The dynamics of work and family have changed drastically in the past 50 years. In today’s shaky economic climate, it’s not unusual for working parents to juggle one or more jobs to make ends meet, leaving less time for family caregiving responsibilities.
New Jersey has worked to strengthen state policies for working families and became a leader among states by implementing Family Leave Insurance last year. Signed into law by former Gov. Jon Corzine, Family Leave Insurance gives workers up to six weeks of paid benefits to care for sick family members or to bond with newborn and newly-adopted children. New Jersey is only the second state (after California) to offer this type of paid leave.
By all accounts FLI is a hugely successful program. While some business groups initially opposed the idea as an unfair burden, especially on smaller businesses, most employers now recognize that it has not been the nightmare forecast by some.
Here are the most recent statistics from the NJ Department of Labor:
- Between July 1, 2009 and July 1, 2010, approximately 26,000 people benefited from the program.
- 86% of the beneficiaries were women between the ages of 25 and 44.
- 80% of claims were to allow parents to bond with newborn or newly adopted children.
- 77% of beneficiaries were employed in the private sector.
- The average duration of leave was 4.6 weeks, less than the 5.5 weeks expected when the law was enacted.
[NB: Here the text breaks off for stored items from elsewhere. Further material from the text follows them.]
//! Pipeline scenarios over the public API: the derivation guarantees every
//! view relies on, exercised end to end through `pipeline::derive_view`.

use taskdeck::model::task::{Priority, Status, Task, find_task_mut};
use taskdeck::model::view::{
    FilterOperator, FilterRule, SortDirection, SortSpec, ViewConfig, ViewKind,
};
use taskdeck::pipeline::derive_view;

fn table_view() -> ViewConfig {
    ViewConfig::new("t", "Test", ViewKind::Table)
}

fn rule(column: &str, operator: FilterOperator, value: &str) -> FilterRule {
    FilterRule::new(column, operator, value)
}

/// The canonical scenario: a completed parent kept alive by a matching
/// child, numbered across the whole derived set, with collapse touching
/// only visibility.
#[test]
fn completed_parent_survives_for_its_matching_child() {
    let mut alpha = Task::new(1, "Alpha");
    alpha.status = Status::New;
    let mut beta = Task::new(2, "Beta");
    beta.status = Status::Completed;
    let mut beta_child = Task::new(3, "Beta child");
    beta_child.status = Status::New;
    beta.children.push(beta_child);
    let mut tasks = vec![alpha, beta];

    let mut view = table_view();
    view.filters.push(rule("status", FilterOperator::Is, "new"));

    let derived = derive_view(&tasks, &view, "");
    let top_ids: Vec<u64> = derived.tasks.iter().map(|t| t.id).collect();
    assert_eq!(top_ids, vec![1, 2]);
    assert_eq!(derived.tasks[1].children[0].id, 3);
    assert_eq!(derived.row_numbers[&1], 1);
    assert_eq!(derived.row_numbers[&2], 2);
    assert_eq!(derived.row_numbers[&3], 3);
    assert_eq!(derived.visible_ids, vec![1, 2, 3]);

    find_task_mut(&mut tasks, 2).unwrap().is_expanded = false;
    let collapsed = derive_view(&tasks, &view, "");
    assert_eq!(collapsed.visible_ids, vec![1, 2]);
    assert_eq!(collapsed.row_numbers, derived.row_numbers);
}

#[test]
fn deep_ancestor_chain_survives_a_leaf_match() {
    let mut leaf = Task::new(4, "deep target");
    leaf.status = Status::New;
    let mut mid = Task::new(3, "Middle");
    mid.status = Status::Completed;
    mid.children.push(leaf);
    let mut top = Task::new(2, "Top");
    top.status = Status::Completed;
    top.children.push(mid);
    let mut root = Task::new(1, "Root");
    root.status = Status::Completed;
    root.children.push(top);

    let derived = derive_view(&[root], &table_view(), "target");
    assert_eq!(derived.visible_ids, vec![1, 2, 3, 4]);
    // Only the chain to the match survives, nothing else was invented
    assert_eq!(derived.total_len(), 4);
}

#[test]
fn re_expanding_inserts_children_in_place() {
    let mut child = Task::new(2, "Child");
    child.is_expanded = false;
    child.children.push(Task::new(3, "Grandchild"));
    let mut root = Task::new(1, "Root");
    root.children.push(child);
    let mut tasks = vec![root, Task::new(4, "Sibling")];

    let view = table_view();
    assert_eq!(derive_view(&tasks, &view, "").visible_ids, vec![1, 2, 4]);

    find_task_mut(&mut tasks, 2).unwrap().is_expanded = true;
    // The grandchild appears immediately after its parent
    assert_eq!(derive_view(&tasks, &view, "").visible_ids, vec![1, 2, 3, 4]);
}

#[test]
fn filter_and_sort_compose() {
    let mut a = Task::new(1, "A");
    a.status = Status::New;
    a.priority = Some(Priority::Low);
    let mut b = Task::new(2, "B");
    b.status = Status::Completed;
    b.priority = Some(Priority::Urgent);
    let mut c = Task::new(3, "C");
    c.status = Status::New;
    c.priority = Some(Priority::Urgent);
    let mut d = Task::new(4, "D");
    d.status = Status::New;

    let mut view = table_view();
    view.filters.push(rule("status", FilterOperator::Is, "new"));
    view.sort = Some(SortSpec {
        column: "priority".into(),
        direction: SortDirection::Asc,
    });

    let derived = derive_view(&[a, b, c, d], &view, "");
    let ids: Vec<u64> = derived.tasks.iter().map(|t| t.id).collect();
    // Completed B is gone; urgent C leads; priority-less D sinks last
    assert_eq!(ids, vec![3, 1, 4]);
    // Row numbers follow the sorted order
    assert_eq!(derived.row_numbers[&3], 1);
    assert_eq!(derived.row_numbers[&4], 3);
}

#[test]
fn missing_values_sink_regardless_of_direction() {
    let mut dated = Task::new(1, "Dated");
    dated.due_date = Some("01/06/2026".into());
    let undated = Task::new(2, "Undated");

    for direction in [SortDirection::Asc, SortDirection::Desc] {
        let mut view = table_view();
        view.sort = Some(SortSpec {
            column: "due_date".into(),
            direction,
        });
        let derived = derive_view(&[undated.clone(), dated.clone()], &view, "");
        let ids: Vec<u64> = derived.tasks.iter().map(|t| t.id).collect();
        assert_eq!(ids, vec![1, 2], "direction {:?}", direction);
    }
}

#[test]
fn derivation_is_idempotent_and_pure() {
    let mut root = Task::new(1, "Root");
    root.children.push(Task::new(2, "Child node"));
    root.children.push(Task::new(3, "Other child"));
    let tasks = vec![root];
    let snapshot = tasks.clone();

    let mut view = table_view();
    view.filters
        .push(rule("name", FilterOperator::Contains, "child"));
    view.sort = Some(SortSpec {
        column: "name".into(),
        direction: SortDirection::Asc,
    });

    let first = derive_view(&tasks, &view, "");
    let second = derive_view(&tasks, &view, "");
    assert_eq!(first, second);
    assert_eq!(tasks, snapshot);

    // Deriving from the already-derived tree changes nothing further
    let again = derive_view(&first.tasks, &view, "");
    assert_eq!(again.tasks, first.tasks);
}

#[test]
fn unknown_columns_and_operators_degrade_gracefully() {
    let mut a = Task::new(1, "A");
    a.status = Status::New;
    let b = Task::new(2, "B");

    // Unknown sort column: order untouched
    let mut view = table_view();
    view.sort = Some(SortSpec {
        column: "estimate".into(),
        direction: SortDirection::Asc,
    });
    let derived = derive_view(&[a.clone(), b.clone()], &view, "");
    let ids: Vec<u64> = derived.tasks.iter().map(|t| t.id).collect();
    assert_eq!(ids, vec![1, 2]);

    // Unknown filter column satisfies only is_empty
    let mut view = table_view();
    view.filters.push(rule("estimate", FilterOperator::IsEmpty, ""));
    assert_eq!(derive_view(&[a.clone(), b.clone()], &view, "").total_len(), 2);

    let mut view = table_view();
    view.filters.push(rule("estimate", FilterOperator::Is, "5"));
    assert_eq!(derive_view(&[a.clone(), b.clone()], &view, "").total_len(), 0);

    // Unrecognized operator is fail-open
    let mut view = table_view();
    view.filters
        .push(rule("name", FilterOperator::Unknown, "zzz"));
    assert_eq!(derive_view(&[a, b], &view, "").total_len(), 2);
}

#[test]
fn search_and_filters_are_both_required() {
    let mut a = Task::new(1, "Launch checklist");
    a.status = Status::New;
    let mut b = Task::new(2, "Launch retro");
    b.status = Status::Completed;

    let mut view = table_view();
    view.filters.push(rule("status", FilterOperator::Is, "new"));

    let derived = derive_view(&[a, b], &view, "launch");
    assert_eq!(derived.visible_ids, vec![1]);
}
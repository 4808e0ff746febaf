use std::collections::HashMap;

use ratatui::style::Color;

use crate::model::config::UiConfig;
use crate::model::task::{HealthStatus, Priority, Status};

/// Parsed color theme for the TUI
#[derive(Debug, Clone)]
pub struct Theme {
    pub background: Color,
    pub text: Color,
    pub text_bright: Color,
    pub highlight: Color,
    pub dim: Color,
    pub red: Color,
    pub yellow: Color,
    pub green: Color,
    pub cyan: Color,
    pub selection_bg: Color,
    pub search_match_bg: Color,
    pub search_match_fg: Color,
    /// Per-status overrides from [ui.status_colors]
    status_colors: HashMap<Status, Color>,
}

impl Default for Theme {
    fn default() -> Self {
        Theme {
            background: Color::Rgb(0x0C, 0x00, 0x1B),
            text: Color::Rgb(0xB0, 0xAA, 0xFF),
            text_bright: Color::Rgb(0xFF, 0xFF, 0xFF),
            highlight: Color::Rgb(0xFB, 0x41, 0x96),
            dim: Color::Rgb(0x7D, 0x78, 0xBF),
            red: Color::Rgb(0xFF, 0x44, 0x44),
            yellow: Color::Rgb(0xFF, 0xD7, 0x00),
            green: Color::Rgb(0x44, 0xFF, 0x88),
            cyan: Color::Rgb(0x44, 0xDD, 0xFF),
            selection_bg: Color::Rgb(0x3D, 0x14, 0x38),
            search_match_bg: Color::Rgb(0x40, 0xE0, 0xD0),
            search_match_fg: Color::Rgb(0x0C, 0x00, 0x1B),
            status_colors: HashMap::new(),
        }
    }
}

/// Parse a hex color string like "#FF4444" into an RGB Color
pub(crate) fn parse_hex_color(hex: &str) -> Option<Color> {
    let hex = hex.strip_prefix('#')?;
    if hex.len() != 6 {
        return None;
    }
    let r = u8::from_str_radix(&hex[0..2], 16).ok()?;
    let g = u8::from_str_radix(&hex[2..4], 16).ok()?;
    let b = u8::from_str_radix(&hex[4..6], 16).ok()?;
    Some(Color::Rgb(r, g, b))
}

impl Theme {
    /// Create a theme from project UI config, falling back to defaults
    pub fn from_config(ui: &UiConfig) -> Self {
        let mut theme = Theme::default();

        // Apply color overrides from [ui.colors]
        for (key, value) in &ui.colors {
            if let Some(color) = parse_hex_color(value) {
                match key.as_str() {
                    "background" => theme.background = color,
                    "text" => theme.text = color,
                    "text_bright" => theme.text_bright = color,
                    "highlight" => theme.highlight = color,
                    "dim" => theme.dim = color,
                    "red" => theme.red = color,
                    "yellow" => theme.yellow = color,
                    "green" => theme.green = color,
                    "cyan" => theme.cyan = color,
                    "selection_bg" => theme.selection_bg = color,
                    "search_match_bg" => theme.search_match_bg = color,
                    "search_match_fg" => theme.search_match_fg = color,
                    _ => {}
                }
            }
        }

        // Apply per-status overrides from [ui.status_colors]
        for (key, value) in &ui.status_colors {
            if let (Some(status), Some(color)) = (Status::parse(key), parse_hex_color(value)) {
                theme.status_colors.insert(status, color);
            }
        }

        theme
    }

    /// Color for a status cell or board column header
    pub fn status_color(&self, status: Status) -> Color {
        if let Some(color) = self.status_colors.get(&status) {
            return *color;
        }
        match status {
            Status::New => self.text,
            Status::Planned => self.cyan,
            Status::InProgress => self.yellow,
            Status::InReview => self.highlight,
            Status::Completed => self.green,
        }
    }

    /// Color for a priority marker
    pub fn priority_color(&self, priority: Priority) -> Color {
        match priority {
            Priority::Urgent => self.red,
            Priority::High => self.yellow,
            Priority::Medium => self.cyan,
            Priority::Low => self.text,
            Priority::None => self.dim,
        }
    }

    /// Color for a health indicator
    pub fn health_color(&self, status: HealthStatus) -> Color {
        match status {
            HealthStatus::Complete => self.green,
            HealthStatus::AtRisk => self.yellow,
            HealthStatus::Blocked => self.red,
        }
    }
}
- 85% of those who applied were approved for leave. Denials were predominantly due to an insufficient relationship between the worker and family member needing care (parent, spouse – yes; great aunt, step-uncle – no).
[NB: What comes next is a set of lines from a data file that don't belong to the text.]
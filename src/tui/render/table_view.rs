use ratatui::Frame;
use ratatui::layout::Rect;
use ratatui::style::{Color, Modifier, Style};
use ratatui::text::{Line, Span};
use ratatui::widgets::Paragraph;

use crate::model::view::{SortDirection, SortSpec};
use crate::pipeline::field::Column;
use crate::tui::app::App;
use crate::tui::theme::parse_hex_color;
use crate::util::unicode::{display_width, fit_to_width, truncate_to_width};

use super::helpers::{assignee_initials, expand_marker, spans_width, visible_rows};
use super::push_highlighted_spans;

const ROW_NUM_W: usize = 4;
const STATUS_W: usize = 13;
const PRIORITY_W: usize = 9;
const DUE_W: usize = 12;
const ASSIGNEES_W: usize = 9;
const PROGRESS_W: usize = 5;

/// Which optional columns fit the terminal, and the width left for names
struct ColumnPlan {
    status: bool,
    priority: bool,
    due: bool,
    assignees: bool,
    progress: bool,
    name_w: usize,
}

fn plan_columns(width: usize) -> ColumnPlan {
    let mut plan = ColumnPlan {
        status: width >= 50,
        priority: width >= 64,
        due: width >= 76,
        assignees: width >= 86,
        progress: width >= 92,
        name_w: 0,
    };
    let mut fixed = ROW_NUM_W + 2;
    if plan.status {
        fixed += STATUS_W;
    }
    if plan.priority {
        fixed += PRIORITY_W;
    }
    if plan.due {
        fixed += DUE_W;
    }
    if plan.assignees {
        fixed += ASSIGNEES_W;
    }
    if plan.progress {
        fixed += PROGRESS_W;
    }
    plan.name_w = width.saturating_sub(fixed).max(10);
    plan
}

/// Render the table view: header row, then the visible rows of the derived
/// tree with stable row numbers and tree indentation.
pub fn render_table_view(frame: &mut Frame, app: &mut App, area: Rect) {
    if area.height == 0 {
        return;
    }
    let width = area.width as usize;
    let plan = plan_columns(width);
    let visible_height = area.height.saturating_sub(1) as usize;

    // Keep the cursor inside the scrolled window
    {
        let cursor = app.cursor();
        let state = app.view_state_mut();
        if cursor < state.scroll_offset {
            state.scroll_offset = cursor;
        } else if visible_height > 0 && cursor >= state.scroll_offset + visible_height {
            state.scroll_offset = cursor + 1 - visible_height;
        }
    }

    let cursor = app.cursor();
    let scroll = app
        .view_states
        .get(app.active_view_id())
        .map_or(0, |s| s.scroll_offset);

    let mut lines: Vec<Line> = Vec::with_capacity(visible_height + 1);
    lines.push(header_line(app, &plan));

    let rows = visible_rows(&app.derived.tasks);
    if rows.is_empty() {
        let msg = if app.active_search().is_empty() && app.active_view().filters.is_empty() {
            " No tasks — add one with `td add`"
        } else {
            " no matching tasks"
        };
        lines.push(Line::from(Span::styled(
            msg,
            Style::default().fg(app.theme.dim).bg(app.theme.background),
        )));
        let empty = Paragraph::new(lines).style(Style::default().bg(app.theme.background));
        frame.render_widget(empty, area);
        return;
    }

    let search_re = app.active_search_re();
    let end = rows.len().min(scroll + visible_height);
    for (row, idx) in rows[scroll..end].iter().zip(scroll..end) {
        let mut spans: Vec<Span> = Vec::new();
        let is_cursor = idx == cursor;

        // Per-row style override, trumped by the cursor bar
        let style = row.task.style.as_ref();
        let bg = if is_cursor {
            app.theme.selection_bg
        } else {
            style
                .and_then(|s| s.background.as_deref())
                .and_then(parse_hex_color)
                .unwrap_or(app.theme.background)
        };
        let fg = style
            .and_then(|s| s.text.as_deref())
            .and_then(parse_hex_color)
            .unwrap_or(app.theme.text);
        let cell = |text: String, color: Color| Span::styled(text, Style::default().fg(color).bg(bg));

        let row_number = app
            .derived
            .row_numbers
            .get(&row.task.id)
            .copied()
            .unwrap_or(0);
        spans.push(cell(
            format!("{:>w$}  ", row_number, w = ROW_NUM_W),
            app.theme.dim,
        ));

        // Name cell: indent, expand marker, highlighted name, padding
        let indent = "  ".repeat(row.depth);
        spans.push(cell(
            format!("{}{} ", indent, expand_marker(row.task)),
            app.theme.dim,
        ));
        let name_budget = plan
            .name_w
            .saturating_sub(display_width(&indent) + 2)
            .max(4);
        let name = truncate_to_width(&row.task.name, name_budget);
        let name_style = if is_cursor {
            Style::default()
                .fg(app.theme.text_bright)
                .bg(bg)
                .add_modifier(Modifier::BOLD)
        } else {
            Style::default().fg(fg).bg(bg)
        };
        let match_style = Style::default()
            .fg(app.theme.search_match_fg)
            .bg(app.theme.search_match_bg);
        push_highlighted_spans(&mut spans, &name, name_style, match_style, search_re.as_ref());
        let used = display_width(&indent) + 2 + display_width(&name);
        if used < plan.name_w {
            spans.push(cell(" ".repeat(plan.name_w - used), fg));
        }

        if plan.status {
            spans.push(cell(
                fit_to_width(row.task.status.label(), STATUS_W),
                app.theme.status_color(row.task.status),
            ));
        }
        if plan.priority {
            let (text, color) = match row.task.priority {
                Some(p) => (p.as_str().to_string(), app.theme.priority_color(p)),
                None => (String::new(), app.theme.dim),
            };
            spans.push(cell(fit_to_width(&text, PRIORITY_W), color));
        }
        if plan.due {
            let due = row.task.due_date.as_deref().unwrap_or("");
            spans.push(cell(fit_to_width(due, DUE_W), app.theme.text));
        }
        if plan.assignees {
            spans.push(cell(
                fit_to_width(&assignee_initials(row.task), ASSIGNEES_W),
                app.theme.cyan,
            ));
        }
        if plan.progress {
            let text = match &row.task.progress {
                Some(p) => format!("{:>3}%", p.percent),
                None => String::new(),
            };
            spans.push(cell(fit_to_width(&text, PROGRESS_W), app.theme.green));
        }

        // Extend the cursor bar (or a styled row's background) to the edge
        let used = spans_width(&spans);
        if used < width && bg != app.theme.background {
            spans.push(cell(" ".repeat(width - used), fg));
        }

        lines.push(Line::from(spans));
    }

    let paragraph = Paragraph::new(lines).style(Style::default().bg(app.theme.background));
    frame.render_widget(paragraph, area);
}

fn header_line<'a>(app: &App, plan: &ColumnPlan) -> Line<'a> {
    let style = Style::default()
        .fg(app.theme.dim)
        .bg(app.theme.background)
        .add_modifier(Modifier::BOLD);
    let sort = app.active_view().sort.as_ref();

    let mut spans = vec![Span::styled(
        format!("{:>w$}  ", "#", w = ROW_NUM_W),
        style,
    )];
    spans.push(Span::styled(
        header_cell("Name", "name", sort, plan.name_w),
        style,
    ));
    if plan.status {
        spans.push(Span::styled(
            header_cell("Status", "status", sort, STATUS_W),
            style,
        ));
    }
    if plan.priority {
        spans.push(Span::styled(
            header_cell("Priority", "priority", sort, PRIORITY_W),
            style,
        ));
    }
    if plan.due {
        spans.push(Span::styled(
            header_cell("Due", "due_date", sort, DUE_W),
            style,
        ));
    }
    if plan.assignees {
        spans.push(Span::styled(
            header_cell("Who", "assignees", sort, ASSIGNEES_W),
            style,
        ));
    }
    if plan.progress {
        spans.push(Span::styled(
            header_cell("Prog", "progress", sort, PROGRESS_W),
            style,
        ));
    }
    Line::from(spans)
}

/// A fixed-width header cell, marked with the sort arrow when this column
/// carries the view's sort rule (column ids compare through the accessor
/// registry, so saved camelCase spellings still line up).
fn header_cell(title: &str, column: &str, sort: Option<&SortSpec>, width: usize) -> String {
    let mut text = title.to_string();
    if let Some(spec) = sort
        && Column::parse(&spec.column).is_some_and(|c| Some(c) == Column::parse(column))
    {
        text.push_str(match spec.direction {
            SortDirection::Asc => " \u{25B2}",
            SortDirection::Desc => " \u{25BC}",
        });
    }
    fit_to_width(&text, width)
}

#[cfg(test)]
mod tests {
    use super::*;
    use crate::model::view::SortSpec;
    use crate::tui::render::test_helpers::{
        TERM_H, TERM_W, app_with_tasks, render_to_string, sample_tasks,
    };

    fn render_table(app: &mut App) -> String {
        render_to_string(TERM_W, TERM_H, |frame, area| {
            render_table_view(frame, app, area);
        })
    }

    #[test]
    fn rows_carry_stable_numbers_and_indentation() {
        let mut app = app_with_tasks(sample_tasks());
        let text = render_table(&mut app);
        let lines: Vec<&str> = text.lines().collect();

        assert!(lines[0].contains("#"));
        assert!(lines[0].contains("Name"));
        assert!(lines[1].starts_with("   1  \u{25BE} Website redesign"));
        assert!(lines[2].starts_with("   2    \u{00B7} Draft wireframes"));
        assert!(lines[3].starts_with("   3    \u{00B7} Review copy"));
        assert!(lines[4].starts_with("   4  \u{00B7} Data migration"));
    }

    #[test]
    fn collapsed_subtree_keeps_sibling_numbering() {
        let mut app = app_with_tasks(sample_tasks());
        app.project.tasks[0].is_expanded = false;
        app.refresh();

        let text = render_table(&mut app);
        assert!(text.contains("\u{25B8} Website redesign"));
        assert!(!text.contains("Draft wireframes"));
        // The sibling keeps row number 4 even with rows 2-3 hidden
        assert!(text.lines().nth(2).unwrap().starts_with("   4  "));
    }

    #[test]
    fn status_cells_render_labels() {
        let mut app = app_with_tasks(sample_tasks());
        let text = render_table(&mut app);
        assert!(text.contains("In Progress"));
        assert!(text.contains("In Review"));
        assert!(text.contains("Completed"));
    }

    #[test]
    fn sorted_column_shows_the_direction_arrow() {
        let mut app = app_with_tasks(sample_tasks());
        app.project.views[0].sort = Some(SortSpec {
            column: "dueDate".into(),
            direction: SortDirection::Desc,
        });
        app.refresh();

        let text = render_table(&mut app);
        assert!(text.lines().next().unwrap().contains("Due \u{25BC}"));
    }

    #[test]
    fn empty_filter_result_shows_a_notice() {
        let mut app = app_with_tasks(sample_tasks());
        app.search = "zzz-no-match".into();
        app.refresh();

        let text = render_table(&mut app);
        assert!(text.contains("no matching tasks"));
    }

    #[test]
    fn narrow_terminals_drop_trailing_columns() {
        let mut app = app_with_tasks(sample_tasks());
        let text = render_to_string(48, TERM_H, |frame, area| {
            render_table_view(frame, &mut app, area);
        });
        let header = text.lines().next().unwrap().to_string();
        assert!(header.contains("Name"));
        assert!(!header.contains("Status"));
        // Names still render
        assert!(text.contains("Website redesign"));
    }
}
// ---------------------------------------------------------------------------
// Write command handlers
// ---------------------------------------------------------------------------

fn cmd_add(args: AddArgs) -> Result<(), Box<dyn std::error::Error>> {
    let mut project = load_project_cwd()?;
    let _lock = DeckLock::acquire_default(&project.deck_dir)?;

    let id = task_ops::add_task(&mut project.tasks, args.name);

    project_io::save_tasks(&project.deck_dir, &project.tasks)?;
    println!("{}", id);
    Ok(())
}

fn cmd_sub(args: SubArgs) -> Result<(), Box<dyn std::error::Error>> {
    let mut project = load_project_cwd()?;
    let _lock = DeckLock::acquire_default(&project.deck_dir)?;

    let id = task_ops::add_subtask(&mut project.tasks, args.id, args.name)?;

    project_io::save_tasks(&project.deck_dir, &project.tasks)?;
    println!("{}", id);
    Ok(())
}

fn cmd_status(args: StatusArgs) -> Result<(), Box<dyn std::error::Error>> {
    let mut project = load_project_cwd()?;
    let _lock = DeckLock::acquire_default(&project.deck_dir)?;

    let status = parse_status(&args.status)?;
    task_ops::set_status(&mut project.tasks, args.id, status)?;

    project_io::save_tasks(&project.deck_dir, &project.tasks)?;
    println!("#{} → {}", args.id, status.label());
    Ok(())
}

fn cmd_priority(args: PriorityArgs) -> Result<(), Box<dyn std::error::Error>> {
    let mut project = load_project_cwd()?;
    let _lock = DeckLock::acquire_default(&project.deck_dir)?;

    let priority = match (&args.priority, args.clear) {
        (_, true) => None,
        (Some(p), false) => Some(parse_priority(p)?),
        (None, false) => return Err("specify a priority or --clear".into()),
    };
    task_ops::set_priority(&mut project.tasks, args.id, priority)?;

    project_io::save_tasks(&project.deck_dir, &project.tasks)?;
    match priority {
        Some(p) => println!("#{} priority → {}", args.id, p.as_str()),
        None => println!("#{} priority cleared", args.id),
    }
    Ok(())
}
Family Leave Insurance benefits in New Jersey are funded entirely by employee payroll deductions based on a formula adjusted annually according to the taxable wage base. For this year, the payroll deduction was .012% of wages earned. The maximum amount anyone was required to contribute was $35.64.
To be eligible for Family Leave Insurance benefits, a worker has to be employed by a New Jersey covered employer and earn at least $145 per week during 20 calendar weeks in the base year. The base year covers 52 weeks immediately preceding the week in which Family Leave Insurance coverage would begin. Only New Jersey covered wages can be used to establish a valid claim. The weekly benefit rate is 2/3 of average weekly wages, with a maximum of $561. Employers with fewer than 50 workers are not required to hold open the employee’s job.
Fewer people than originally expected have taken advantage of the program.
New Jersey collected $131.4 million in taxes for FLI between April 2009 and May 2010, and paid out $59.9 million in benefits during that same time.